[<prev] [next>] [<thread-prev] [thread-next>] [day] [month] [year] [list]
Message-ID: <20251006141444.GN3360665@nvidia.com>
Date: Mon, 6 Oct 2025 11:14:44 -0300
From: Jason Gunthorpe <jgg@...dia.com>
To: Jason Miu <jasonmiu@...gle.com>
Cc: Alexander Graf <graf@...zon.com>,
Andrew Morton <akpm@...ux-foundation.org>,
Baoquan He <bhe@...hat.com>, Changyuan Lyu <changyuanl@...gle.com>,
David Matlack <dmatlack@...gle.com>,
David Rientjes <rientjes@...gle.com>,
Mike Rapoport <rppt@...nel.org>,
Pasha Tatashin <pasha.tatashin@...een.com>,
Pratyush Yadav <pratyush@...nel.org>, kexec@...ts.infradead.org,
linux-kernel@...r.kernel.org, linux-mm@...ck.org
Subject: Re: [PATCH v1 1/3] kho: Adopt KHO radix tree data structures
On Tue, Sep 30, 2025 at 06:19:39PM -0700, Jason Miu wrote:
> @@ -29,7 +30,7 @@
> #include "kexec_internal.h"
>
> #define KHO_FDT_COMPATIBLE "kho-v1"
We don't bump this?
> -#define PROP_PRESERVED_MEMORY_MAP "preserved-memory-map"

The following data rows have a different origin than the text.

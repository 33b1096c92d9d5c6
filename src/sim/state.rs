//! Game state and core simulation types
//!
//! A `GameState` is one session: the avatar, the live obstacles, the score and
//! the phase. Restarting rebuilds everything except the playfield and the RNG
//! stream.

use glam::Vec2;
use rand::SeedableRng;
use rand_pcg::Pcg32;
use serde::{Deserialize, Serialize};

use super::collision::Rect;
use super::obstacle::ObstacleSet;
use crate::consts::*;
use crate::error::Result;
use crate::settings::{Playfield, Settings};

/// Current phase of gameplay
#[derive(Debug, Clone, Copy, PartialEq, Eq, Serialize, Deserialize)]
pub enum GamePhase {
    /// Active gameplay
    Running,
    /// Session ended, waiting for restart
    GameOver,
}

/// Something that happened during a tick, for host feedback (sound, effects)
#[derive(Debug, Clone, Copy, PartialEq, Serialize, Deserialize)]
pub enum GameEvent {
    Jumped,
    Restarted,
    HitCeiling,
    HitGround,
    /// Avatar overlapped an obstacle barrier
    Collided { obstacle_id: u32 },
    ObstacleSpawned { obstacle_id: u32, gap_y: f32 },
    /// Avatar cleared an obstacle; `score` is the new total
    ObstaclePassed { obstacle_id: u32, score: u32 },
    ObstacleRetired { obstacle_id: u32 },
    /// Session ended this tick
    GameOver { score: u32 },
}

/// The player's avatar
#[derive(Debug, Clone, Copy, PartialEq, Serialize, Deserialize)]
pub struct Avatar {
    /// Top-left corner of the hitbox; x never changes
    pub pos: Vec2,
    /// Vertical velocity (positive = down)
    pub vel: f32,
    /// Side of the square hitbox
    pub size: f32,
}

impl Default for Avatar {
    fn default() -> Self {
        Self {
            pos: Vec2::new(AVATAR_START_X, AVATAR_START_Y),
            vel: 0.0,
            size: AVATAR_SIZE,
        }
    }
}

impl Avatar {
    pub fn hitbox(&self) -> Rect {
        Rect::new(self.pos.x, self.pos.y, self.size, self.size)
    }

    /// Lowest y the avatar can occupy on this playfield
    #[inline]
    pub fn max_y(&self, playfield_height: f32) -> f32 {
        playfield_height - self.size
    }
}

/// Complete session state
#[derive(Debug, Clone)]
pub struct GameState {
    /// Seed the RNG was created from
    pub seed: u64,
    pub playfield: Playfield,
    pub avatar: Avatar,
    pub obstacles: ObstacleSet,
    pub score: u32,
    pub phase: GamePhase,
    /// Ticks since the last spawn
    pub spawn_timer: u32,
    /// Ticks simulated this session (drives the flap animation)
    pub frame: u64,
    pub(crate) rng: Pcg32,
}

impl GameState {
    /// Start a session. Fails if the playfield cannot host one.
    pub fn new(settings: &Settings) -> Result<Self> {
        settings.validate()?;
        log::info!(
            "New session on {}x{} playfield (seed {})",
            settings.playfield.width,
            settings.playfield.height,
            settings.seed
        );
        Ok(Self {
            seed: settings.seed,
            playfield: settings.playfield,
            avatar: Avatar::default(),
            obstacles: ObstacleSet::new(),
            score: 0,
            phase: GamePhase::Running,
            spawn_timer: 0,
            frame: 0,
            rng: Pcg32::seed_from_u64(settings.seed),
        })
    }

    #[inline]
    pub fn is_game_over(&self) -> bool {
        self.phase == GamePhase::GameOver
    }

    /// Advance one step; see [`super::tick::advance`]
    pub fn advance(&mut self) -> Vec<GameEvent> {
        super::tick::advance(self)
    }

    /// Upward impulse. Overwrites the velocity, so repeated calls between
    /// ticks are equivalent to one. Ignored after game over.
    pub fn jump(&mut self) -> Option<GameEvent> {
        if self.phase != GamePhase::Running {
            return None;
        }
        self.avatar.vel = JUMP_VELOCITY;
        Some(GameEvent::Jumped)
    }

    /// Reset to a fresh session. Only valid after game over.
    pub fn restart(&mut self) -> Option<GameEvent> {
        if self.phase != GamePhase::GameOver {
            return None;
        }
        log::info!("Restarting session (previous score {})", self.score);
        self.avatar = Avatar::default();
        self.obstacles.clear();
        self.score = 0;
        self.spawn_timer = 0;
        self.frame = 0;
        self.phase = GamePhase::Running;
        Some(GameEvent::Restarted)
    }

    /// Which wing frame the avatar sprite should show
    pub fn wing_frame(&self) -> u64 {
        (self.frame / FLAP_FRAME_TICKS) % FLAP_FRAMES
    }

    pub(crate) fn end(&mut self, events: &mut Vec<GameEvent>) {
        if self.phase == GamePhase::GameOver {
            return;
        }
        self.phase = GamePhase::GameOver;
        log::info!("Game over with score {}", self.score);
        events.push(GameEvent::GameOver { score: self.score });
    }
}

#[cfg(test)]
mod tests {
    use super::*;
    use crate::error::Error;

    #[test]
    fn test_new_session() {
        let state = GameState::new(&Settings::default()).unwrap();
        assert_eq!(state.phase, GamePhase::Running);
        assert_eq!(state.avatar.pos, Vec2::new(100.0, 300.0));
        assert_eq!(state.avatar.vel, 0.0);
        assert_eq!(state.avatar.size, 30.0);
        assert!(state.obstacles.is_empty());
        assert_eq!(state.score, 0);
        assert_eq!(state.spawn_timer, 0);
    }

    #[test]
    fn test_new_rejects_short_playfield() {
        let settings = Settings {
            playfield: Playfield::new(400, 250),
            seed: 0,
        };
        assert!(matches!(
            GameState::new(&settings),
            Err(Error::PlayfieldTooShort { height: 250, .. })
        ));
    }

    #[test]
    fn test_jump_overwrites_velocity() {
        let mut state = GameState::new(&Settings::default()).unwrap();
        state.avatar.vel = 7.3;
        assert_eq!(state.jump(), Some(GameEvent::Jumped));
        assert_eq!(state.avatar.vel, -10.0);
        state.jump();
        state.jump();
        assert_eq!(state.avatar.vel, -10.0);
    }

    #[test]
    fn test_jump_ignored_after_game_over() {
        let mut state = GameState::new(&Settings::default()).unwrap();
        state.phase = GamePhase::GameOver;
        state.avatar.vel = 0.0;
        assert_eq!(state.jump(), None);
        assert_eq!(state.avatar.vel, 0.0);
    }

    #[test]
    fn test_restart_only_after_game_over() {
        let mut state = GameState::new(&Settings::default()).unwrap();
        state.score = 3;
        assert_eq!(state.restart(), None);
        assert_eq!(state.score, 3);

        state.phase = GamePhase::GameOver;
        state.avatar.pos.y = 670.0;
        state.avatar.vel = 4.0;
        state.frame = 99;
        state.spawn_timer = 42;
        assert_eq!(state.restart(), Some(GameEvent::Restarted));
        assert_eq!(state.phase, GamePhase::Running);
        assert_eq!(state.score, 0);
        assert_eq!(state.avatar, Avatar::default());
        assert_eq!(state.frame, 0);
        assert_eq!(state.spawn_timer, 0);
    }

    #[test]
    fn test_wing_frame_cycles() {
        let mut state = GameState::new(&Settings::default()).unwrap();
        let frames: Vec<u64> = (0..30)
            .map(|f| {
                state.frame = f;
                state.wing_frame()
            })
            .collect();
        assert_eq!(frames[0], 0);
        assert_eq!(frames[8], 0);
        assert_eq!(frames[9], 1);
        assert_eq!(frames[18], 2);
        assert_eq!(frames[27], 0);
    }
}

> +#define PROP_PRESERVED_PAGE_RADIX_TREE "preserved-page-radix-tree"
> #define PROP_SUB_FDT "fdt"
I'de really like to see all of these sorts of definitions in some
structured ABI header not open coded all over the place..
> /*
> + * The KHO radix tree tracks preserved memory pages. It is a hierarchical
> + * structure that starts with a single root `kho_radix_tree`. This single
> + * tree stores pages of all orders.
> + *
> + * This is achieved by encoding the page's physical address and its order into
> + * a single `unsigned long` value. This encoded value is then used to traverse
> + * the tree.
> + *
> + * The tree hierarchy is shown below:
> + *
> + * kho_radix_tree_root
> + * +-------------------+
> + * | Level 6 | (struct kho_radix_tree)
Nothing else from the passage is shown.